Anyone have an idea about what could be going on here?
The first block shows what I would generally expect to see - the first character of a string is in index '0', with the 'problem' string commented out, replaced by the exact same thing, however never run before.
public void finderTest(){
String theDoc = "Hello, I want this to work, and work well! Do you think it will work, and if not, why not?";
//String wordOne = "abc"; // old, pre-used string, used to hold a comma.
String wordOne = "abc";// new, never run before with a comma
String wordTwo = "and";
System.out.println("Type of character at index '0' in theDoc: "+Character.getType(theDoc.charAt(0)));
System.out.println("Character at index '0' in theDoc: "+theDoc.charAt(0));
System.out.println();
System.out.println("All of wordOne: "+"'"+wordOne+"'");
System.out.println("Type of character at index '0' in wordOne: "+Character.getType(wordOne.charAt(0)));
System.out.println("Character at index '0' in wordOne: "+wordOne.charAt(0));
System.out.println();
System.out.println("Type of Character at index '0' in wordTwo: "+Character.getType(wordTwo.charAt(0)));
System.out.println("Character at index '0' in wordTwo: "+wordTwo.charAt(0));
}
Which gives output:
/*
Type of character at index '0' in theDoc: 1
Character at index '0' in theDoc: H
All of wordOne: 'abc'
Type of character at index '0' in wordOne: 2 // okay
Character at index '0' in wordOne: a // okay
Type of Character at index '0' in wordTwo: 2
Character at index '0' in wordTwo: a
*/
The second block has the 'new' string commented out, and the first character of 'wordOne' is nothing. It isn't a null character, or newline. I had been using that variable to find commas in 'theDoc'… but when I ran it, index '0' held nothing, and index 1 had the comma in it. If i copy and paste the string, the problem remains. However, commenting it out / deleting it, gets rid of the issue.
public void finderTest(){
String theDoc = "Hello, I want this to work, and work well! Do you think it will work, and if not, why not?";
String wordOne = "abc"; // now running old string, used to hold comma
//String wordOne = "abc";
String wordTwo = "and";
System.out.println("Type of character at index '0' in theDoc: "+Character.getType(theDoc.charAt(0)));
System.out.println("Character at index '0' in theDoc: "+theDoc.charAt(0));
System.out.println();
System.out.println("All of wordOne: "+"'"+wordOne+"'");
System.out.println("Type of character at index '0' in wordOne: "+Character.getType(wordOne.charAt(0)));
System.out.println("Character at index '0' in wordOne: "+wordOne.charAt(0));
System.out.println();
System.out.println("Type of Character at index '0' in wordTwo: "+Character.getType(wordTwo.charAt(0)));
System.out.println("Character at index '0' in wordTwo: "+wordTwo.charAt(0));
}
Which gives output:
/*
Type of character at index '0' in theDoc: 1
Character at index '0' in theDoc: H
All of wordOne: 'abc'
Type of character at index '0' in wordOne: 16 // What does this mean?

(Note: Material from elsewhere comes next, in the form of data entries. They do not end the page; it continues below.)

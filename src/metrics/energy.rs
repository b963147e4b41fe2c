//! Energy expenditure
//!
//! Calories = MET × body weight (kg) × duration (hours)
//!
//! Logged durations under a threshold are treated as not reliably logged and
//! replaced by an estimate built from set count and rest time.

use serde::{Deserialize, Serialize};

use super::aggregator::{summarize, ExerciseEntry, WorkoutSummary};
use super::intensity::{classify, Intensity, IntensityResult};
use super::round2;

/// Body weight used when the profile has none
pub const DEFAULT_BODY_WEIGHT_KG: f64 = 70.0;

/// Logged durations below this (6 minutes) are replaced by an estimate
pub const MIN_LOGGED_DURATION_HOURS: f64 = 0.1;

/// Working time assumed per set when estimating duration
pub const DEFAULT_SECONDS_PER_SET: f64 = 30.0;

/// Tuning knobs for the energy converter
#[derive(Debug, Clone, Copy, PartialEq, Serialize, Deserialize)]
pub struct EnergyConfig {
    pub default_body_weight_kg: f64,
    pub min_logged_duration_hours: f64,
    pub seconds_per_set: f64,
}

impl Default for EnergyConfig {
    fn default() -> Self {
        Self {
            default_body_weight_kg: DEFAULT_BODY_WEIGHT_KG,
            min_logged_duration_hours: MIN_LOGGED_DURATION_HOURS,
            seconds_per_set: DEFAULT_SECONDS_PER_SET,
        }
    }
}

/// Where the duration came from
#[derive(Debug, Clone, Copy, PartialEq, Eq, Serialize, Deserialize)]
#[serde(rename_all = "snake_case")]
pub enum DurationSource {
    Logged,
    Inferred,
    /// No exercises, so nothing was timed
    Empty,
}

/// Where the body weight came from
#[derive(Debug, Clone, Copy, PartialEq, Eq, Serialize, Deserialize)]
#[serde(rename_all = "snake_case")]
pub enum BodyWeightSource {
    Profile,
    Default,
}

/// Calorie estimate for one workout
#[derive(Debug, Clone, Copy, PartialEq, Serialize, Deserialize)]
pub struct EnergyEstimate {
    pub calories_burned: f64,
    pub duration_hours: f64,
    pub duration_source: DurationSource,
    pub body_weight_kg: f64,
    pub body_weight_source: BodyWeightSource,
    /// None when the workout has no exercises
    pub intensity: Option<IntensityResult>,
}

fn resolve_body_weight(profile_weight_kg: Option<f64>, config: &EnergyConfig) -> (f64, BodyWeightSource) {
    match profile_weight_kg {
        Some(w) if w.is_finite() && w > 0.0 => (w, BodyWeightSource::Profile),
        _ => (config.default_body_weight_kg, BodyWeightSource::Default),
    }
}

fn resolve_duration(
    logged_duration_seconds: u32,
    summary: &WorkoutSummary,
    config: &EnergyConfig,
) -> (f64, DurationSource) {
    let logged_hours = f64::from(logged_duration_seconds) / 3600.0;
    if logged_hours >= config.min_logged_duration_hours {
        return (logged_hours, DurationSource::Logged);
    }

    let estimated_seconds =
        f64::from(summary.total_sets) * config.seconds_per_set + summary.total_rest_seconds as f64;
    (estimated_seconds / 3600.0, DurationSource::Inferred)
}

/// Convert a MET value into a calorie estimate
pub fn convert(
    met: f64,
    profile_weight_kg: Option<f64>,
    logged_duration_seconds: u32,
    summary: &WorkoutSummary,
    config: &EnergyConfig,
) -> EnergyEstimate {
    let (body_weight_kg, body_weight_source) = resolve_body_weight(profile_weight_kg, config);
    let (duration_hours, duration_source) = resolve_duration(logged_duration_seconds, summary, config);

    let calories = met * body_weight_kg * duration_hours;
    let calories_burned = if calories.is_finite() { round2(calories.max(0.0)) } else { 0.0 };

    EnergyEstimate {
        calories_burned,
        duration_hours,
        duration_source,
        body_weight_kg,
        body_weight_source,
        intensity: None,
    }
}

/// Run the full pipeline: aggregate, classify, convert
pub fn estimate_workout_energy(
    entries: &[ExerciseEntry],
    explicit_intensity: Option<Intensity>,
    profile_weight_kg: Option<f64>,
    logged_duration_seconds: u32,
    config: &EnergyConfig,
) -> EnergyEstimate {
    let summary = summarize(entries);

    if summary.is_empty() {
        let (body_weight_kg, body_weight_source) = resolve_body_weight(profile_weight_kg, config);
        return EnergyEstimate {
            calories_burned: 0.0,
            duration_hours: 0.0,
            duration_source: DurationSource::Empty,
            body_weight_kg,
            body_weight_source,
            intensity: None,
        };
    }

    let intensity = classify(&summary, explicit_intensity);
    let estimate = convert(intensity.met, profile_weight_kg, logged_duration_seconds, &summary, config);

    EnergyEstimate { intensity: Some(intensity), ..estimate }
}

#[cfg(test)]
mod tests {
    use super::*;
    use crate::metrics::aggregator::{ExerciseCategory, SetRecord};
    use crate::metrics::intensity::IntensityRule;

    fn summary_with(total_sets: u32, total_rest_seconds: u64) -> WorkoutSummary {
        WorkoutSummary {
            exercise_count: 1,
            total_sets,
            total_rest_seconds,
            ..WorkoutSummary::default()
        }
    }

    #[test]
    fn test_logged_duration_used() {
        let estimate = convert(3.5, Some(80.0), 3600, &summary_with(10, 600), &EnergyConfig::default());
        assert_eq!(estimate.duration_source, DurationSource::Logged);
        assert_eq!(estimate.duration_hours, 1.0);
        assert_eq!(estimate.calories_burned, 280.0);
        assert_eq!(estimate.body_weight_source, BodyWeightSource::Profile);
    }

    #[test]
    fn test_short_duration_is_inferred() {
        // (10 × 30 + 600) / 3600 = 0.25 h
        let estimate = convert(5.0, Some(80.0), 200, &summary_with(10, 600), &EnergyConfig::default());
        assert_eq!(estimate.duration_source, DurationSource::Inferred);
        assert!((estimate.duration_hours - 0.25).abs() < 1e-12);
        assert_eq!(estimate.calories_burned, 100.0);
    }

    #[test]
    fn test_six_minutes_is_logged() {
        let estimate = convert(3.0, Some(70.0), 360, &summary_with(2, 0), &EnergyConfig::default());
        assert_eq!(estimate.duration_source, DurationSource::Logged);
        assert_eq!(estimate.calories_burned, 21.0);
    }

    #[test]
    fn test_default_body_weight() {
        let config = EnergyConfig::default();
        for weight in [None, Some(0.0), Some(-5.0), Some(f64::NAN)] {
            let estimate = convert(6.0, weight, 1800, &summary_with(8, 480), &config);
            assert_eq!(estimate.body_weight_kg, 70.0);
            assert_eq!(estimate.body_weight_source, BodyWeightSource::Default);
            assert_eq!(estimate.calories_burned, 210.0);
        }
    }

    #[test]
    fn test_configured_constants() {
        let config = EnergyConfig {
            default_body_weight_kg: 90.0,
            min_logged_duration_hours: 0.5,
            seconds_per_set: 60.0,
        };
        // 1200 s logged is under 0.5 h, so (10 × 60 + 600) / 3600 = 1/3 h
        let estimate = convert(3.0, None, 1200, &summary_with(10, 600), &config);
        assert_eq!(estimate.duration_source, DurationSource::Inferred);
        assert_eq!(estimate.calories_burned, 90.0);
    }

    #[test]
    fn test_zero_duration_and_no_sets() {
        let estimate = convert(3.0, Some(80.0), 0, &summary_with(0, 0), &EnergyConfig::default());
        assert_eq!(estimate.duration_hours, 0.0);
        assert_eq!(estimate.calories_burned, 0.0);
    }

    #[test]
    fn test_empty_workout_short_circuits() {
        let estimate = estimate_workout_energy(&[], Some(Intensity::High), Some(80.0), 3600, &EnergyConfig::default());
        assert_eq!(estimate.calories_burned, 0.0);
        assert_eq!(estimate.duration_hours, 0.0);
        assert_eq!(estimate.duration_source, DurationSource::Empty);
        assert!(estimate.intensity.is_none());
    }

    #[test]
    fn test_warmup_only_workout_uses_inferred_path() {
        let entries = vec![ExerciseEntry {
            category: ExerciseCategory::Compound,
            sets: vec![SetRecord { is_warmup: true, weight_kg: 60.0, reps: 10, rest_seconds: 120 }],
        }];
        let estimate = estimate_workout_energy(&entries, None, Some(80.0), 0, &EnergyConfig::default());
        assert_eq!(estimate.duration_source, DurationSource::Inferred);
        assert_eq!(estimate.duration_hours, 0.0);
        assert_eq!(estimate.calories_burned, 0.0);
        assert_eq!(estimate.intensity.map(|i| i.rule), Some(IntensityRule::Moderate));
    }

    #[test]
    fn test_full_pipeline() {
        let set = SetRecord { is_warmup: false, weight_kg: 120.0, reps: 5, rest_seconds: 210 };
        let entries: Vec<ExerciseEntry> = (0..4)
            .map(|_| ExerciseEntry { category: ExerciseCategory::Compound, sets: vec![set; 5] })
            .collect();

        let estimate = estimate_workout_energy(&entries, None, Some(90.0), 5400, &EnergyConfig::default());
        let intensity = estimate.intensity.unwrap();
        assert_eq!(intensity.rule, IntensityRule::Powerlifting);
        // 5.0 × 90 × 1.5
        assert_eq!(estimate.calories_burned, 675.0);
    }

    #[test]
    fn test_estimate_is_idempotent() {
        let entries = vec![ExerciseEntry {
            category: ExerciseCategory::Isolation,
            sets: vec![SetRecord { is_warmup: false, weight_kg: 15.0, reps: 12, rest_seconds: 75 }; 3],
        }];
        let config = EnergyConfig::default();
        let a = estimate_workout_energy(&entries, None, None, 1500, &config);
        let b = estimate_workout_energy(&entries, None, None, 1500, &config);
        assert_eq!(a, b);
    }
}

Character at index '0' in wordOne: // where is the a? (well, its in wordOne index '1'... but why??)
Type of Character at index '0' in wordTwo: 2
Character at index '0' in wordTwo: a
*/
Is there something about commas or symbols in java that would cause an issue like this? I tried using character arrays, cleaning the workspace to re-build everything, and nothing has changed this… Which is a huge problem for finding indices of 'ngrams' within sentences, when some grams are things like ", and". At one point last night, it was working, and then all of a sudden started not working. I'm quite confused.
Any ideas?
Character type 16 corresponds to Unicode DIRECTIONALITY_RIGHT_TO_LEFT_EMBEDDING (U+202B). It's an unprintable character; you can print it's hex value to confirm.